Aus dem neuen Kirchenverständnis von „Lumen Gentium“ haben sich in der Folge konkrete Konsequenzen für die pastorale Praxis ergeben wie eine stärkere Einbeziehung aller Gläubigen in Entscheidungsprozesse, die Wertschätzung und Förderung verschiedener Charismen, die Entwicklung partizipativer Leitungsmodelle oder der Aufbau von Pfarrgemeinderäten und synodalen Strukturen.

Allerdings gab und gibt es auch viele Widerstände und Rückschläge. Obwohl „Lumen Gentium“ bereits vor fast 60 Jahren verabschiedet wurde, ist die vollständige Umsetzung seiner Vision noch immer eine Herausforderung:

  • Traditionelle hierarchische Denkmuster sind noch immer tief verwurzelt
  • Die Balance zwischen hierarchischer Leitung und Partizipation ist nicht einfach zu finden und wird mancherorts boykottiert
  • Die praktische Umsetzung des „gemeinsamen Priestertums“ blieb bis heute unklar und scheitert oft am von Papst Franziskus so heftig kritisierten Klerikalismus
  • Institutionelle Strukturen passen oft nicht zur neuen Ekklesiologie. So ist die rechtliche Basis für hauptamtliche Mitarbeiter:innen nach wie vor dünn. Hauptberufliche und vom Bischof gesendete Theolog:innen decken sich zum Beispiel nicht mit dem Verständnis des Konzils von Laien.

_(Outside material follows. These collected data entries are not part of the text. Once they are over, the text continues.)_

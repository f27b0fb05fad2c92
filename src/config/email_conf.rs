use std::env;
use tracing::{error, info};

use super::{lookup_var, parsed_var, required_var, ConfigError};

pub const DEFAULT_FROM_NAME: &str = "Budeba Quotes";

/// SMTP transport settings plus the staff inbox for new-quote alerts.
#[derive(Debug, Clone)]
pub struct EmailConfig {
    pub smtp_host: String,
    pub smtp_port: u16,
    pub smtp_username: String,
    pub smtp_password: String,
    pub use_tls: bool,
    /// STARTTLS on the plain port instead of implicit TLS.
    pub use_starttls: bool,
    pub from_email: String,
    pub from_name: String,
    pub connection_timeout_secs: u64,
    pub staff_email: String,
}

impl EmailConfig {
    pub fn from_env() -> Result<Self, ConfigError> {
        Self::from_lookup(|key| env::var(key).ok())
    }

    pub fn from_lookup<F>(lookup: F) -> Result<Self, ConfigError>
    where
        F: Fn(&str) -> Option<String>,
    {
        let config = EmailConfig {
            smtp_host: required_var(&lookup, "SMTP_HOST")?,
            smtp_port: parsed_var(&lookup, "SMTP_PORT", 587)?,
            smtp_username: required_var(&lookup, "SMTP_USERNAME")?,
            smtp_password: required_var(&lookup, "SMTP_PASSWORD")?,
            use_tls: parsed_var(&lookup, "SMTP_USE_TLS", true)?,
            use_starttls: parsed_var(&lookup, "SMTP_USE_STARTTLS", true)?,
            from_email: required_var(&lookup, "SMTP_FROM_EMAIL")?,
            from_name: lookup_var(&lookup, "SMTP_FROM_NAME")
                .unwrap_or_else(|| DEFAULT_FROM_NAME.to_string()),
            connection_timeout_secs: parsed_var(&lookup, "SMTP_CONNECTION_TIMEOUT", 30)?,
            staff_email: required_var(&lookup, "STAFF_EMAIL")?,
        };
        config.validate()?;
        info!(host = %config.smtp_host, port = config.smtp_port, "Email configuration loaded");
        Ok(config)
    }

    /// Local relay without TLS, as used by the test suite.
    pub fn from_test_env() -> Self {
        EmailConfig {
            smtp_host: "localhost".to_string(),
            smtp_port: 1025,
            smtp_username: "test".to_string(),
            smtp_password: "test".to_string(),
            use_tls: false,
            use_starttls: false,
            from_email: "quotes@example.com".to_string(),
            from_name: DEFAULT_FROM_NAME.to_string(),
            connection_timeout_secs: 10,
            staff_email: "staff@example.com".to_string(),
        }
    }

    pub fn validate(&self) -> Result<(), ConfigError> {
        if self.smtp_port == 0 {
            error!("SMTP port is 0");
            return Err(ConfigError::ValidationError("SMTP port cannot be 0".to_string()));
        }
        if !self.from_email.contains('@') {
            error!("Invalid from email format");
            return Err(ConfigError::ValidationError("Invalid from email format".to_string()));
        }
        if !self.staff_email.contains('@') {
            error!("Invalid staff email");
            return Err(ConfigError::ValidationError("Staff email must be a valid address".to_string()));
        }
        if self.connection_timeout_secs == 0 {
            error!("Connection timeout is 0");
            return Err(ConfigError::ValidationError("Connection timeout cannot be 0".to_string()));
        }
        Ok(())
    }
}

#[cfg(test)]
mod tests {
    use super::*;
    use std::collections::HashMap;

    fn load(extra: &[(&str, &str)]) -> Result<EmailConfig, ConfigError> {
        let mut vars: HashMap<String, String> = [
            ("SMTP_HOST", "smtp.example.com"),
            ("SMTP_USERNAME", "mailer"),
            ("SMTP_PASSWORD", "secret"),
            ("SMTP_FROM_EMAIL", "quotes@example.com"),
            ("STAFF_EMAIL", "sales@example.com"),
        ]
        .iter()
        .map(|(k, v)| (k.to_string(), v.to_string()))
        .collect();
        for (k, v) in extra {
            vars.insert(k.to_string(), v.to_string());
        }
        EmailConfig::from_lookup(|key| vars.get(key).cloned())
    }

    #[test]
    fn test_defaults() {
        let config = load(&[]).unwrap();
        assert_eq!(config.smtp_port, 587);
        assert!(config.use_tls);
        assert!(config.use_starttls);
        assert_eq!(config.from_name, "Budeba Quotes");
        assert_eq!(config.connection_timeout_secs, 30);
        assert_eq!(config.staff_email, "sales@example.com");
    }

    #[test]
    fn test_staff_email_required() {
        let err = load(&[("STAFF_EMAIL", "  ")]).unwrap_err();
        assert!(matches!(err, ConfigError::EnvVarNotFound(key) if key == "STAFF_EMAIL"));

        assert!(matches!(load(&[("STAFF_EMAIL", "sales")]), Err(ConfigError::ValidationError(_))));
    }

    #[test]
    fn test_invalid_flag_rejected() {
        assert!(matches!(load(&[("SMTP_USE_TLS", "sometimes")]), Err(ConfigError::InvalidValue(_))));
    }

    #[test]
    fn test_test_config_is_valid() {
        let config = EmailConfig::from_test_env();
        assert!(config.validate().is_ok());
        assert!(!config.use_tls);
    }

    #[test]
    fn test_validate_missing_staff_email() {
        let mut config = EmailConfig::from_test_env();
        config.staff_email = String::new();
        assert!(config.validate().is_err());
    }
}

Der von Papst Franziskus initiierte synodale Prozess kann als direkte Fortsetzung und Vertiefung der „Lumen Gentium“-Vision verstanden werden. Er greift zentrale Elemente auf und versucht diese im Lichte der heutigen Zeit und unter Einbindung aller, Bischöfe, Priester, Theolog:innen, Laien und Fachleuten zu konkretisieren.

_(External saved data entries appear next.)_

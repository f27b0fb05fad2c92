use budeba_backend::app::app::App;
use budeba_backend::util::logger::Logger;
use dotenv::dotenv;
use tracing::{error, info, warn};
use tracing_subscriber::EnvFilter;


#[tokio::main]
async fn main() {
    // Load environment variables from .env file
    let dotenv_result = dotenv();

    let log_dir = std::env::var("LOG_DIR").unwrap_or_else(|_| "logs".to_string());
    let _logger = match Logger::new(&log_dir) {
        Ok(logger) => Some(logger),
        Err(e) => {
            // Console-only fallback
            let env_filter = EnvFilter::try_from_default_env()
                .unwrap_or_else(|_| EnvFilter::new("info"));
            let _ = tracing_subscriber::fmt()
                .with_env_filter(env_filter)
                .with_target(true)
                .try_init();
            warn!("File logging unavailable: {}", e);
            None
        }
    };

    info!("🚀 Starting Budeba Backend Application");
    match dotenv_result {
        Ok(_) => info!("✅ Successfully loaded .env file"),
        Err(e) => warn!("⚠️ Failed to load .env file: {} (using system env vars)", e),
    }

    let app = match App::new().await {
        Ok(app) => app,
        Err(e) => {
            error!("Failed to start application: {}", e);
            std::process::exit(1);
        }
    };
    if let Err(e) = app.start().await {
        error!("Server stopped: {}", e);
        std::process::exit(1);
    }
}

Die in „Lumen Gentium“ grundgelegte Vision einer Kirche als „Volk Gottes auf dem Weg“ bleibt auch fast 60 Jahre nach ihrer Formulierung inspirierend und herausfordernd zugleich. Sie erinnert uns daran, dass Kirche keine statische Institution ist, sondern eine vielfältige und dynamische Gemeinschaft aller Getauften, die gemeinsam mitten in der Gesellschaft unterwegs sind. Die Revolution, die „Lumen Gentium“ ausgelöst hat, ist noch lange nicht abgeschlossen. Sie fordert uns auf, immer wieder neu darüber nachzudenken, wie wir Kirche so gestalten können, dass sie tatsächlich zum „Licht der Völker“ wird – zu einem Zeichen und Werkzeug für die innigste Vereinigung mit Gott und für die Einheit der ganzen Menschheit.